---------- DATA FOR REVIEW
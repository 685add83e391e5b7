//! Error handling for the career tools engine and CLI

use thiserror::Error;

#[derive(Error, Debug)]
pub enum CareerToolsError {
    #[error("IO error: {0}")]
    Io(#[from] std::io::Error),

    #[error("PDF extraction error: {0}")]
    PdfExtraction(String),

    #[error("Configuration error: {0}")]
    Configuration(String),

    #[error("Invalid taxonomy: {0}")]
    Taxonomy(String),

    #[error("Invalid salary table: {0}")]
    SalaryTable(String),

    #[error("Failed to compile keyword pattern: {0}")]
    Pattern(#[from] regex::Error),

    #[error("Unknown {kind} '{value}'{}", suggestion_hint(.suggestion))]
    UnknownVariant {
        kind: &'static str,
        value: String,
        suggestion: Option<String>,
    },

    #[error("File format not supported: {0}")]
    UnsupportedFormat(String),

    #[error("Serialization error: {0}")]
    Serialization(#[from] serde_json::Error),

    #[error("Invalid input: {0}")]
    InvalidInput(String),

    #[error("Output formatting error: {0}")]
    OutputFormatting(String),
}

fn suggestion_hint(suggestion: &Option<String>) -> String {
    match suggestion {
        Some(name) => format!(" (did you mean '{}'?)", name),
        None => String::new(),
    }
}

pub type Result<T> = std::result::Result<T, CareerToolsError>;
--------------------
---------- DATA FOR REVIEW
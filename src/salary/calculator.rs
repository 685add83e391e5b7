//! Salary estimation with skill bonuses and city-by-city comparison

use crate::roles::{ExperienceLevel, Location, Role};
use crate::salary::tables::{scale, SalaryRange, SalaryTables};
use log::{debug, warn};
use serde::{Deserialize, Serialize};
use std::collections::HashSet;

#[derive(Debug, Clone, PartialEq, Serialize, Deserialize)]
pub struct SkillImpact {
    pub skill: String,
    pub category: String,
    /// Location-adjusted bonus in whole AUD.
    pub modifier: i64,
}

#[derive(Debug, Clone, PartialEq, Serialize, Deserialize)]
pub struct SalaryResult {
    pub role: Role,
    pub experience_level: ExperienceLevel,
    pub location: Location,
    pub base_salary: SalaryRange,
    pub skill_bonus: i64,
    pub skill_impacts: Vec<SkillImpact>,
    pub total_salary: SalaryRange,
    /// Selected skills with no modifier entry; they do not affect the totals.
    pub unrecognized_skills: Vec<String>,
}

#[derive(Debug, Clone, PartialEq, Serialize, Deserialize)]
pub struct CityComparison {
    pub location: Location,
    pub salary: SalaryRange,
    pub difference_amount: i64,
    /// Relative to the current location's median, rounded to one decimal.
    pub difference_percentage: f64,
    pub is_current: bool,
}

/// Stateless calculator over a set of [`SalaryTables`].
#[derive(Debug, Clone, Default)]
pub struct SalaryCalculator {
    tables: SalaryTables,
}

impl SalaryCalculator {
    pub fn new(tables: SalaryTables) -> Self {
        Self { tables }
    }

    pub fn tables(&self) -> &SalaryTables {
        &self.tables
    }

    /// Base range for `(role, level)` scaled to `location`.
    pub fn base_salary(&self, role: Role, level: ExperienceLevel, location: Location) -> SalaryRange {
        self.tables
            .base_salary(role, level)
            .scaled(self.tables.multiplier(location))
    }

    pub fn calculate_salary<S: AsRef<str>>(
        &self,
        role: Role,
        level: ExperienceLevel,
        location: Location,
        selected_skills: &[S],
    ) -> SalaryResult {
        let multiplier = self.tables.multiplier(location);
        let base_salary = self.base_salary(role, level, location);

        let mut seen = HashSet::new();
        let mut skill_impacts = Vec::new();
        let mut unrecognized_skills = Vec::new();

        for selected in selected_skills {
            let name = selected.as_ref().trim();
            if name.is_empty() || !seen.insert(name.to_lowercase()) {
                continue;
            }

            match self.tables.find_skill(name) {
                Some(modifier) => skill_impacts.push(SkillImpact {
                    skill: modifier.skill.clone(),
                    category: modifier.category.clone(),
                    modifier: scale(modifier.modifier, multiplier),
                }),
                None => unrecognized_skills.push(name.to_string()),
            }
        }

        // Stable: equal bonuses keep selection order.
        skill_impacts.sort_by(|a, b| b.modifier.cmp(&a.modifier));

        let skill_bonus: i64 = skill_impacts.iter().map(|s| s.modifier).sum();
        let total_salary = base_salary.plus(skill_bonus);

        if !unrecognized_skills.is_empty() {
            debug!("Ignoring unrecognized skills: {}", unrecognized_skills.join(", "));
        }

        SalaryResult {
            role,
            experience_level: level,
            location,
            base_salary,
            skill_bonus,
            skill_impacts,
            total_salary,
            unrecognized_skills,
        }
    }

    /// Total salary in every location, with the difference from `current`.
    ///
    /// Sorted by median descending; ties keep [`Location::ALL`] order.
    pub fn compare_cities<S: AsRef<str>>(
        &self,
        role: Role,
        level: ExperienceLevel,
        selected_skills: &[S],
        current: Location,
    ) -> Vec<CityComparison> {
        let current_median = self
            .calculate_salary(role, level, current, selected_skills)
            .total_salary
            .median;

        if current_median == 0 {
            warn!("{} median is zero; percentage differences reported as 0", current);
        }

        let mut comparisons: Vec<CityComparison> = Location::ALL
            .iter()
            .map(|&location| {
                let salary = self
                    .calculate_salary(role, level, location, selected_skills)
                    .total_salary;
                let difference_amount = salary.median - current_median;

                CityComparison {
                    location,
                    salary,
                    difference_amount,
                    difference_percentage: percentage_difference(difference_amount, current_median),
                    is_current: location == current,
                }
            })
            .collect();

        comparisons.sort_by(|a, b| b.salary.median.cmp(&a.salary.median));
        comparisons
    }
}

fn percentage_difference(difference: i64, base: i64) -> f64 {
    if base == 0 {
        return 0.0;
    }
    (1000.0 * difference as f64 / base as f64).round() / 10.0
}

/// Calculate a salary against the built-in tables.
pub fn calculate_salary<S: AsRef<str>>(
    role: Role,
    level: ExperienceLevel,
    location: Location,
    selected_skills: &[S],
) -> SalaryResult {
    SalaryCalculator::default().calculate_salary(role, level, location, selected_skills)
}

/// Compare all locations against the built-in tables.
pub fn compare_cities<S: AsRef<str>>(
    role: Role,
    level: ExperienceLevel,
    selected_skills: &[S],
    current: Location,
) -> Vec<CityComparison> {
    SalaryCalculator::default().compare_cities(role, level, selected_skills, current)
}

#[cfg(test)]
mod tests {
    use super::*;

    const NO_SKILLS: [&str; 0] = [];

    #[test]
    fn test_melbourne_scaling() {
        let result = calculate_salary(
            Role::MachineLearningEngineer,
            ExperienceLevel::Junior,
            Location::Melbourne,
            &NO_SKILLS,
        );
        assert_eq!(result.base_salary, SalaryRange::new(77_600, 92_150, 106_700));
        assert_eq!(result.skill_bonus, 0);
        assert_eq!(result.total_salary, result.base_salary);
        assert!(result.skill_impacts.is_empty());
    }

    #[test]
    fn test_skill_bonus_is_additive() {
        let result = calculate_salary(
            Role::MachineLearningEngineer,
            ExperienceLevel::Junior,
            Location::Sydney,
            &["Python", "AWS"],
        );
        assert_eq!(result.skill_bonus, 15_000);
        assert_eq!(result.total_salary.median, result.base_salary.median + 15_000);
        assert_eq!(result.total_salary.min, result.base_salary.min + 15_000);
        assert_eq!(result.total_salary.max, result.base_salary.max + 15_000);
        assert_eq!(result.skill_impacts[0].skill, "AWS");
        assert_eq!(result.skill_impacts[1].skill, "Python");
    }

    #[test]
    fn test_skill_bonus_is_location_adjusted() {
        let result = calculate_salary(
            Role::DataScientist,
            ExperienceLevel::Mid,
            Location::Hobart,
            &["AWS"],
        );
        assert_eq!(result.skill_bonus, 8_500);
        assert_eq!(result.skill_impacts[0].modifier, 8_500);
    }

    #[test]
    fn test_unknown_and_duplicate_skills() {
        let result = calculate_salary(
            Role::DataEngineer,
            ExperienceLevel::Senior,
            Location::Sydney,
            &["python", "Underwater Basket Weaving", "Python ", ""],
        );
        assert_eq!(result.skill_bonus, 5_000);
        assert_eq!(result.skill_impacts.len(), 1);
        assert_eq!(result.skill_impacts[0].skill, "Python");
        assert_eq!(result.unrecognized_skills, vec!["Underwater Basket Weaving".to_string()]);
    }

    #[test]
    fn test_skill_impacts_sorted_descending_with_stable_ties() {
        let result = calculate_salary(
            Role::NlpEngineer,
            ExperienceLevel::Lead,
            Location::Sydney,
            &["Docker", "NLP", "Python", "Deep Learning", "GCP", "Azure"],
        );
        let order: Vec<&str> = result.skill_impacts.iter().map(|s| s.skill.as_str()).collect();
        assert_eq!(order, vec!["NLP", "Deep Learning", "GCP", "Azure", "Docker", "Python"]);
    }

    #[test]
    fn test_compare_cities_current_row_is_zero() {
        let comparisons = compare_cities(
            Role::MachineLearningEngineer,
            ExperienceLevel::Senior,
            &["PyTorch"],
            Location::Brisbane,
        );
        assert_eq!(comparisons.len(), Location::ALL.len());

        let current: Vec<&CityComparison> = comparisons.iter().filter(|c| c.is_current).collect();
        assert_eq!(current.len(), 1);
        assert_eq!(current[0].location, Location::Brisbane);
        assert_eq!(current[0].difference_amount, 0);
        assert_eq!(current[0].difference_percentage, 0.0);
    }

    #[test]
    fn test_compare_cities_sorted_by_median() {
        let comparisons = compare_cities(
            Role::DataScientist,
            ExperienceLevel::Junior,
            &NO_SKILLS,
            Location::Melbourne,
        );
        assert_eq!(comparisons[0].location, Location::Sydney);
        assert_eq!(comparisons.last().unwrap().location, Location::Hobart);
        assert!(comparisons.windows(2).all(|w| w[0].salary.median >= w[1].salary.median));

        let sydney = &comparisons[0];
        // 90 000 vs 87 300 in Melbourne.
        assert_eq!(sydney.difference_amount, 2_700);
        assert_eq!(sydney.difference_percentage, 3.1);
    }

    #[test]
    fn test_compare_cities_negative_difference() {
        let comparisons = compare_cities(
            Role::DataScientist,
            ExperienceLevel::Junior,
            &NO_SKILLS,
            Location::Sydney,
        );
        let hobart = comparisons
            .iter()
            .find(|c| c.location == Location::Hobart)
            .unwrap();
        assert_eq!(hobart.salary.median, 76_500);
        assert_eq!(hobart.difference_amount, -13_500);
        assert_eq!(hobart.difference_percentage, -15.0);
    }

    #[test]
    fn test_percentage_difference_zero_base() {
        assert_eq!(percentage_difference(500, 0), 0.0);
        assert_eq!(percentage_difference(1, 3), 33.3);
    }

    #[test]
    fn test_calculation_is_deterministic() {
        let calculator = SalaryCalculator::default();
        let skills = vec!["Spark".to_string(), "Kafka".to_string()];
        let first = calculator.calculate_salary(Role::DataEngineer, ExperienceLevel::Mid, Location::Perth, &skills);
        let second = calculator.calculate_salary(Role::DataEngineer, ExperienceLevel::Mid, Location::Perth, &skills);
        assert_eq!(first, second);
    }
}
--------------------
---------- DATA FOR REVIEW
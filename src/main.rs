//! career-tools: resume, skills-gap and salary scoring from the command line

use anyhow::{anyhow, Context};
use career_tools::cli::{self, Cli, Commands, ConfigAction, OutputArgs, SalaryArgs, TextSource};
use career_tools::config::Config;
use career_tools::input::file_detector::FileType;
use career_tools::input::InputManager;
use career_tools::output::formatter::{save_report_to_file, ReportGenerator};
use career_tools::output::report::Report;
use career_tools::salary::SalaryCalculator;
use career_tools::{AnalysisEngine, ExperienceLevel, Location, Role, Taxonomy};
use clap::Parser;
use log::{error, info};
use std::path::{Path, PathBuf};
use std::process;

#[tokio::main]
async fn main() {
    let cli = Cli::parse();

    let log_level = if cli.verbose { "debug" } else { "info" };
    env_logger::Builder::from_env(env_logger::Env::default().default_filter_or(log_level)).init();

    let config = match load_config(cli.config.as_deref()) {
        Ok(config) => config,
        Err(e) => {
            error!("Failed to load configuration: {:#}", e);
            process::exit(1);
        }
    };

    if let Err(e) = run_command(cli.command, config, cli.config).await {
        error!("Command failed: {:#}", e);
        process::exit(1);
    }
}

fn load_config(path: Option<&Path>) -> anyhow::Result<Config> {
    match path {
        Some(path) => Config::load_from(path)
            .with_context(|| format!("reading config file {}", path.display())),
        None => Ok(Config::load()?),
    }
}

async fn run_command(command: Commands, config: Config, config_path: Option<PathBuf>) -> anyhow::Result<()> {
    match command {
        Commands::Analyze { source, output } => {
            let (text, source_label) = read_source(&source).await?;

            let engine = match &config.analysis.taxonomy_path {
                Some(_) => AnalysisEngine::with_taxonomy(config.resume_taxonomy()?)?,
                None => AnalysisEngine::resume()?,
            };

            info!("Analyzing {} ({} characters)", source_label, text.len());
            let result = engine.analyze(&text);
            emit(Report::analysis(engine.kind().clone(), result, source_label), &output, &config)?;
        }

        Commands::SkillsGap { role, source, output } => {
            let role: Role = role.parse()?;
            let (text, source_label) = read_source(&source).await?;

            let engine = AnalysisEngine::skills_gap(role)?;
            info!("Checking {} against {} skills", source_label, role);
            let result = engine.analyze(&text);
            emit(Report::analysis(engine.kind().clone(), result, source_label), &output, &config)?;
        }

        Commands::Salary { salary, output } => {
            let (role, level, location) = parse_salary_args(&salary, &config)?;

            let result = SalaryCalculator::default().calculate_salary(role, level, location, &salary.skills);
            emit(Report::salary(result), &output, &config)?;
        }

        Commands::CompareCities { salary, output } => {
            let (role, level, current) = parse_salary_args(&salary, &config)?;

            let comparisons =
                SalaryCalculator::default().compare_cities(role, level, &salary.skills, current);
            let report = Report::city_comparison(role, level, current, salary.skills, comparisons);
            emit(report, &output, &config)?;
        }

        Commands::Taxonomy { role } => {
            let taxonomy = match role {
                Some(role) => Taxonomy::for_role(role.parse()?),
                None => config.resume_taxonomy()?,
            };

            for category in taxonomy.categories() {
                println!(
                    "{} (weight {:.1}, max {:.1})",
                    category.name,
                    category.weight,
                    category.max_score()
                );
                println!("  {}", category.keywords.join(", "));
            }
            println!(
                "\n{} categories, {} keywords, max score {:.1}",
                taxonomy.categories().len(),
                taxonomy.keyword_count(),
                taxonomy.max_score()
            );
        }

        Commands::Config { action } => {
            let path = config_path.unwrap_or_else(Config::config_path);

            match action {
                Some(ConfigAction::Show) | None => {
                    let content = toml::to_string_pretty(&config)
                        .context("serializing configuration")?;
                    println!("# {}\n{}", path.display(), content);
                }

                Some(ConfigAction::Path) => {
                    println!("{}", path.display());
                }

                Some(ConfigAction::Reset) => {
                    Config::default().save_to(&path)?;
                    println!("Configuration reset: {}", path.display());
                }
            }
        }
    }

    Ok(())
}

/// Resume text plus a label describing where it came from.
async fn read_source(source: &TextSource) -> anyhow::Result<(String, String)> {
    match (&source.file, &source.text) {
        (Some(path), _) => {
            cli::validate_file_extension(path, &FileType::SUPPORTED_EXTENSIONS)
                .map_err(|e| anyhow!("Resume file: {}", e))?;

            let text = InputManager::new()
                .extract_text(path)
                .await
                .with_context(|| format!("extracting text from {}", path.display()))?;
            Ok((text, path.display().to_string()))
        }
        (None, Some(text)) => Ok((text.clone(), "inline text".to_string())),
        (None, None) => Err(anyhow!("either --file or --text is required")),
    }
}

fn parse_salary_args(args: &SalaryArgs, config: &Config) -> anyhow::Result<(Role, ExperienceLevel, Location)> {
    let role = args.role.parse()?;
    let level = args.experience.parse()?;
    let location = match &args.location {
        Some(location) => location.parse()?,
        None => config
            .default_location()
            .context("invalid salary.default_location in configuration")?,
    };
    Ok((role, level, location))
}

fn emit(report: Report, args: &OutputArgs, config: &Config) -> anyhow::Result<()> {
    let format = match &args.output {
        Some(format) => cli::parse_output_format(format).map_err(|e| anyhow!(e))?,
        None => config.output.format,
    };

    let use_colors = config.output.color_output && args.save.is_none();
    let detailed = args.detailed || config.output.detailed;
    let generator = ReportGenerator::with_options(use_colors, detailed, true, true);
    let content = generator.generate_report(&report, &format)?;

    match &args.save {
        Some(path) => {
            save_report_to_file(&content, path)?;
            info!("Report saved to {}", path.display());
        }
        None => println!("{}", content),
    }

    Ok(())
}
--------------------
TASK DETAILS:
A single number is required: the count of lines in the data that include the string "detailed".

ANSWER TO THE PROBLEM:
2